In the 60s, I remember when all this was crammed in a recreation field that was the extent of a Wal-Mart parking lot, with the craft vendors and quilt makers stealing attention from the midway thrill rides. Located in downtown Hiawassee near the old Towns County High School, the fair settled in each fall to the bouquet of wood fires and BBQ, and soon, grew to numbers that overflowed into the main street of the small mountain town. It was time to expand.
In 1978, the Fair moved north of town on the banks of Lake Chatuge where it could spread out. It expanded to twice a year, the Fair in July and the Festival in October. Sponsored by the Towns County Lion Club, its unique permanent set up includes an Exhibit Hall, Craft Booths, Pioneer Village, and the Anderson Music Hall. As a cornerstone of its appeal, the Music Hall features the best in country music and bluegrass like Justin Moore, Aaron Tippin, and Mel Tillis. And on Sunday afternoon, it's a good-ole Southern Gospel meeting with groups like The McKamey's providing the soundtrack. We sang along with Georgia's own Scott Brantley and watched a time-honored performance by The Gatlin Brothers. In October, we're celebrating fall with Ricky Scaggs and if we call in 'sick' to work during the week, maybe even Crystal Gayle.

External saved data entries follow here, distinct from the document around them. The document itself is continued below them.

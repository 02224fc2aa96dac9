//! A bounded, lock-free, multi-producer multi-consumer queue.

use crate::error::Full;
use crate::sync::{fence, AtomicUsize, Backoff, Ordering};

use crossbeam::utils::CachePadded;

use std::cell::UnsafeCell;
use std::fmt;
use std::mem::MaybeUninit;

/// Note: capacities are rounded up to the next power of two.
pub const MAX_CAPACITY: usize = 1 << (usize::BITS - 2);

/// A fixed-capacity ring of slots.
///
/// Positions are stored as a lap number in the high bits and a slot index
/// in the low bits. Each slot carries a stamp telling producers and
/// consumers which lap it is on, so a position can be claimed with a single
/// compare-and-swap. Unlike [`crate::Queue`], pushing fails when every slot
/// holds an unread value.
pub struct Queue<T> {
    head: CachePadded<AtomicUsize>,
    tail: CachePadded<AtomicUsize>,
    slots: Box<[Slot<T>]>,
    // the increment between two laps, always larger than the slot count
    one_lap: usize,
}

struct Slot<T> {
    // equal to the tail while free for that write,
    // the tail plus one once that write is readable
    stamp: AtomicUsize,
    value: UnsafeCell<MaybeUninit<T>>,
}

unsafe impl<T: Send> Send for Queue<T> {}
unsafe impl<T: Send> Sync for Queue<T> {}

impl<T> Queue<T> {
    /// Creates a queue holding at least `capacity` values.
    ///
    /// # Panics
    ///
    /// Panics if `capacity` is zero or larger than [`MAX_CAPACITY`].
    pub fn new(capacity: usize) -> Self {
        if capacity == 0 {
            panic!("capacity must be non-zero");
        }

        if capacity > MAX_CAPACITY {
            panic!("exceeded maximum queue capacity of {}", MAX_CAPACITY);
        }

        let capacity = capacity.next_power_of_two();
        tracing::debug!(capacity, "creating bounded queue");

        Queue {
            head: CachePadded::new(AtomicUsize::new(0)),
            tail: CachePadded::new(AtomicUsize::new(0)),
            // lap 0, every slot free for its first write
            slots: (0..capacity)
                .map(|index| Slot {
                    stamp: AtomicUsize::new(index),
                    value: UnsafeCell::new(MaybeUninit::uninit()),
                })
                .collect(),
            one_lap: (capacity + 1).next_power_of_two(),
        }
    }

    /// The position after `position`, wrapping into the next lap at the
    /// end of the ring.
    fn next(&self, position: usize) -> usize {
        let index = position & (self.one_lap - 1);
        let lap = position & !(self.one_lap - 1);

        if index + 1 < self.slots.len() {
            position + 1
        } else {
            lap.wrapping_add(self.one_lap)
        }
    }

    /// Pushes a value, handing it back if the queue is full.
    pub fn push(&self, value: T) -> Result<(), Full<T>> {
        let backoff = Backoff::new();
        let mut tail = self.tail.load(Ordering::Relaxed);

        loop {
            let slot = unsafe { self.slots.get_unchecked(tail & (self.one_lap - 1)) };
            let stamp = slot.stamp.load(Ordering::Acquire);

            if stamp == tail {
                // the slot is free on this lap, try to claim it
                match self.tail.compare_exchange_weak(
                    tail,
                    self.next(tail),
                    Ordering::SeqCst,
                    Ordering::Relaxed,
                ) {
                    Ok(_) => unsafe {
                        slot.value.get().write(MaybeUninit::new(value));
                        slot.stamp.store(tail + 1, Ordering::Release);
                        return Ok(());
                    },
                    Err(current) => {
                        tail = current;
                        backoff.spin();
                    }
                }
            } else if stamp.wrapping_add(self.one_lap) == tail + 1 {
                // the slot still holds a value from the previous lap
                fence(Ordering::SeqCst);
                let head = self.head.load(Ordering::Relaxed);

                if head.wrapping_add(self.one_lap) == tail {
                    return Err(Full(value));
                }

                backoff.spin();
                tail = self.tail.load(Ordering::Relaxed);
            } else {
                // another producer got here first
                backoff.snooze();
                tail = self.tail.load(Ordering::Relaxed);
            }
        }
    }

    /// Pops a value, if one is ready.
    pub fn pop(&self) -> Option<T> {
        let backoff = Backoff::new();
        let mut head = self.head.load(Ordering::Relaxed);

        loop {
            let slot = unsafe { self.slots.get_unchecked(head & (self.one_lap - 1)) };
            let stamp = slot.stamp.load(Ordering::Acquire);

            if stamp == head + 1 {
                match self.head.compare_exchange_weak(
                    head,
                    self.next(head),
                    Ordering::SeqCst,
                    Ordering::Relaxed,
                ) {
                    Ok(_) => unsafe {
                        let value = slot.value.get().read().assume_init();
                        // free the slot for the next lap
                        slot.stamp
                            .store(head.wrapping_add(self.one_lap), Ordering::Release);
                        return Some(value);
                    },
                    Err(current) => {
                        head = current;
                        backoff.spin();
                    }
                }
            } else if stamp == head {
                // nothing has been written here yet
                fence(Ordering::SeqCst);
                let tail = self.tail.load(Ordering::Relaxed);

                if tail == head {
                    return None;
                }

                // a producer claimed the slot and is still writing
                backoff.spin();
                head = self.head.load(Ordering::Relaxed);
            } else {
                backoff.snooze();
                head = self.head.load(Ordering::Relaxed);
            }
        }
    }

    pub fn len(&self) -> usize {
        loop {
            let tail = self.tail.load(Ordering::SeqCst);
            let head = self.head.load(Ordering::SeqCst);

            // make sure we have consistent values to work with
            if self.tail.load(Ordering::SeqCst) == tail {
                let head_index = head & (self.one_lap - 1);
                let tail_index = tail & (self.one_lap - 1);

                break if head_index < tail_index {
                    tail_index - head_index
                } else if head_index > tail_index {
                    self.capacity() - head_index + tail_index
                } else if tail == head {
                    0
                } else {
                    self.capacity()
                };
            }
        }
    }

    pub fn is_empty(&self) -> bool {
        let head = self.head.load(Ordering::SeqCst);
        let tail = self.tail.load(Ordering::SeqCst);
        tail == head
    }

    pub fn is_full(&self) -> bool {
        let tail = self.tail.load(Ordering::SeqCst);
        let head = self.head.load(Ordering::SeqCst);
        head.wrapping_add(self.one_lap) == tail
    }

    pub fn capacity(&self) -> usize {
        self.slots.len()
    }
}

impl<T> fmt::Debug for Queue<T> {
    fn fmt(&self, f: &mut fmt::Formatter<'_>) -> fmt::Result {
        f.debug_struct("Queue")
            .field("len", &self.len())
            .field("capacity", &self.capacity())
            .finish()
    }
}

impl<T> Drop for Queue<T> {
    fn drop(&mut self) {
        while let Some(value) = self.pop() {
            drop(value);
        }
    }
}

#[cfg(all(test, not(feature = "loom")))]
mod tests {
    use super::*;
    use std::sync::Arc;
    use std::thread;

    #[test]
    fn capacity_rounds_up() {
        assert_eq!(Queue::<u8>::new(1).capacity(), 1);
        assert_eq!(Queue::<u8>::new(5).capacity(), 8);
        assert_eq!(Queue::<u8>::new(1024).capacity(), 1024);
    }

    #[test]
    #[should_panic(expected = "capacity must be non-zero")]
    fn zero_capacity() {
        Queue::<u8>::new(0);
    }

    #[test]
    fn full_queue_hands_the_value_back() {
        let queue = Queue::new(4);

        for i in 0..4 {
            assert!(queue.push(i).is_ok());
        }

        assert!(queue.is_full());
        assert_eq!(queue.len(), 4);
        assert_eq!(queue.push(4), Err(Full(4)));

        assert_eq!(queue.pop(), Some(0));
        assert!(queue.push(4).is_ok());

        for i in 1..5 {
            assert_eq!(queue.pop(), Some(i));
        }

        assert_eq!(queue.pop(), None);
        assert!(queue.is_empty());
    }

    #[test]
    fn single_slot_rejects_a_second_value() {
        let queue = Queue::new(1);

        assert!(queue.push(1).is_ok());
        assert!(queue.is_full());
        assert_eq!(queue.push(2), Err(Full(2)));
        assert_eq!(queue.len(), 1);

        assert_eq!(queue.pop(), Some(1));
        assert_eq!(queue.pop(), None);
        assert!(queue.is_empty());

        // the slot is reusable on the next lap
        assert!(queue.push(3).is_ok());
        assert_eq!(queue.push(4), Err(Full(4)));
        assert_eq!(queue.pop(), Some(3));
        assert_eq!(queue.pop(), None);
    }

    #[test]
    fn wraps_around_many_laps() {
        let queue = Queue::new(2);

        for i in 0..1000 {
            queue.push(i).unwrap();
            queue.push(i + 1).unwrap();
            assert_eq!(queue.pop(), Some(i));
            assert_eq!(queue.pop(), Some(i + 1));
        }

        assert!(queue.is_empty());
    }

    #[test]
    fn drop_releases_remaining_values() {
        let value = Arc::new(());
        let queue = Queue::new(8);

        for _ in 0..5 {
            queue.push(value.clone()).unwrap();
        }

        drop(queue.pop());
        assert_eq!(Arc::strong_count(&value), 5);

        drop(queue);
        assert_eq!(Arc::strong_count(&value), 1);
    }

    #[test]
    fn concurrent_producers_and_consumers() {
        const THREADS: usize = 4;
        const MESSAGES: usize = 10_000;

        let queue = Queue::new(64);
        let mut seen = vec![0u8; THREADS * MESSAGES];

        crossbeam::scope(|scope| {
            for t in 0..THREADS {
                let queue = &queue;
                scope.spawn(move |_| {
                    for i in 0..MESSAGES {
                        let mut value = t * MESSAGES + i;
                        while let Err(Full(v)) = queue.push(value) {
                            value = v;
                            thread::yield_now();
                        }
                    }
                });
            }

            let consumers: Vec<_> = (0..THREADS)
                .map(|_| {
                    let queue = &queue;
                    scope.spawn(move |_| {
                        let mut got = Vec::with_capacity(MESSAGES);
                        while got.len() < MESSAGES {
                            match queue.pop() {
                                Some(value) => got.push(value),
                                None => thread::yield_now(),
                            }
                        }
                        got
                    })
                })
                .collect();

            for consumer in consumers {
                for value in consumer.join().unwrap() {
                    seen[value] += 1;
                }
            }
        })
        .unwrap();

        assert!(seen.iter().all(|&count| count == 1));
        assert_eq!(queue.pop(), None);
    }
}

Hiawassee in the fall is home for me. Include The Georgia Mountain Festival to that equation, and well, that's about as close to heaven as I can get without dying.
We invite you to experience our time at the fair - A Family Affair at The Georgia Mountain Fair - and we encourage you to make your reservations and plans to be in Hiawassee this October. I'll introduce you to my new friends - Stanley Wood, John Ray Parker and Jim Eubanks. I'll make sure Jack Anderson saves some fresh smoked trout for you, too. Y'all come, and make sure you say hello.
Judy and Len Garrison are at home in Farmington, Georgia, just on the outskirts of Dawg country - better known as Athens. Len, an IT manager for a major Atlanta company, and Judy, an editor, author and travel writer, invite you to travel along with them as they explore the best of the South. Email them at email@example.com. Visit their website at Seeing Southern, and follow them on Twitter at @judyhgarrison and @seeing_southern. Don't forget to like them on Facebook.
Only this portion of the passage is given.